● **WORK ITEM**: If a line in the entries below contains "usize", copy it.

Collected data entries
>>>>
use std::process::Command;

fn main() {
    // Get the short git hash
    // Priority: 1) git command, 2) GIT_HASH env var, 3) "unknown"
    let git_hash = Command::new("git")
        .args(["rev-parse", "--short", "HEAD"])
        .output()
        .ok()
        .filter(|output| output.status.success())
        .map(|output| String::from_utf8_lossy(&output.stdout).trim().to_string())
        .filter(|s| !s.is_empty())
        .or_else(|| std::env::var("GIT_HASH").ok().filter(|s| s != "unknown" && !s.is_empty()))
        .unwrap_or_else(|| "unknown".to_string());

    println!("cargo:rustc-env=GIT_HASH={}", git_hash);

    // Rebuild if the git HEAD changes
    println!("cargo:rerun-if-changed=.git/HEAD");
    println!("cargo:rerun-if-changed=.git/refs/heads/");
    println!("cargo:rerun-if-env-changed=GIT_HASH");
}
//! Shared test utilities for softspoken-core integration tests.

use softspoken_core::{ColorMode, MemoryStream, Wrapping, Writer, WriterConfig};

/// A colorless config with manual spinner ticks and a fixed width.
pub fn plain_config(unit: &str, width: usize) -> WriterConfig {
    WriterConfig {
        indentation_unit: unit.to_string(),
        output_width: Wrapping::Columns(width),
        spinner_frame_interval_ms: 0,
        color: ColorMode::Never,
        ..Default::default()
    }
}

/// A writer on a fresh in-memory stream, plus a handle to inspect it.
///
/// # Panics
///
/// Panics if the config does not validate.
pub fn memory_writer(config: WriterConfig) -> (Writer, MemoryStream) {
    let stream = MemoryStream::new();
    let writer = Writer::with_stream(config, stream.clone()).expect("valid writer config");
    (writer, stream)
}
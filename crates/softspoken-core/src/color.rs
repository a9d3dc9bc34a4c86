//! Color mode selection and terminal width probing.
//!
//! `auto` honors `NO_COLOR` (https://no-color.org/) and only styles streams
//! attached to a terminal.

use std::fmt;
use std::str::FromStr;

use serde::{Deserialize, Serialize};

use crate::errors::SoftSpokenError;

/// Color output mode for a writer.
#[derive(Debug, Clone, Copy, PartialEq, Eq, Default, Serialize, Deserialize)]
#[serde(rename_all = "lowercase")]
pub enum ColorMode {
    /// Always emit style escape codes, even when the stream is not a TTY.
    Always,
    /// Never emit style escape codes.
    Never,
    /// Decide from `NO_COLOR` and whether the stream is a terminal.
    #[default]
    Auto,
}

impl ColorMode {
    /// Check if styles should be applied for a stream.
    ///
    /// `is_terminal` is only consulted in [`ColorMode::Auto`].
    pub fn is_enabled(&self, is_terminal: bool) -> bool {
        match self {
            Self::Always => true,
            Self::Never => false,
            Self::Auto => Self::should_auto_colorize(is_terminal),
        }
    }

    /// `NO_COLOR` set to anything wins; otherwise style only terminals.
    fn should_auto_colorize(is_terminal: bool) -> bool {
        if std::env::var_os("NO_COLOR").is_some() {
            return false;
        }
        is_terminal
    }
}

impl FromStr for ColorMode {
    type Err = SoftSpokenError;

    /// Accepts: "always", "never", "auto" (case-insensitive).
    fn from_str(s: &str) -> Result<Self, Self::Err> {
        match s.to_lowercase().as_str() {
            "always" => Ok(Self::Always),
            "never" => Ok(Self::Never),
            "auto" => Ok(Self::Auto),
            other => Err(SoftSpokenError::InvalidConfiguration {
                message: format!("unknown color mode `{other}`"),
                hint: "Valid options: always, never, auto".to_string(),
            }),
        }
    }
}

impl fmt::Display for ColorMode {
    fn fmt(&self, f: &mut fmt::Formatter<'_>) -> fmt::Result {
        match self {
            Self::Always => write!(f, "always"),
            Self::Never => write!(f, "never"),
            Self::Auto => write!(f, "auto"),
        }
    }
}

/// Get the current terminal width.
///
/// Returns `None` when no terminal is attached (pipes, CI logs); callers fall
/// back to a configured default.
pub fn terminal_width() -> Option<usize> {
    terminal_size::terminal_size().map(|(w, _)| w.0 as usize)
}

#[cfg(test)]
mod tests {
    use super::*;

    #[test]
    fn test_color_mode_from_str() {
        assert_eq!("always".parse::<ColorMode>().ok(), Some(ColorMode::Always));
        assert_eq!("ALWAYS".parse::<ColorMode>().ok(), Some(ColorMode::Always));
        assert_eq!("never".parse::<ColorMode>().ok(), Some(ColorMode::Never));
        assert_eq!("auto".parse::<ColorMode>().ok(), Some(ColorMode::Auto));
        assert!("invalid".parse::<ColorMode>().is_err());
    }

    #[test]
    fn test_color_mode_always() {
        assert!(ColorMode::Always.is_enabled(false));
    }

    #[test]
    fn test_color_mode_never() {
        assert!(!ColorMode::Never.is_enabled(true));
    }

    #[test]
    fn test_auto_disabled_off_terminal() {
        assert!(!ColorMode::Auto.is_enabled(false));
    }

    #[test]
    fn test_color_mode_display_round_trips() {
        for mode in [ColorMode::Always, ColorMode::Never, ColorMode::Auto] {
            assert_eq!(mode.to_string().parse::<ColorMode>().ok(), Some(mode));
        }
    }
}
<<<<
● **ANSWER SECTION**:
pub fn plain_config(unit: &str, width: usize) -> WriterConfig {
pub fn terminal_width() -> Option<usize> {
    terminal_size::terminal_size().map(|(w, _)| w.0 as usize)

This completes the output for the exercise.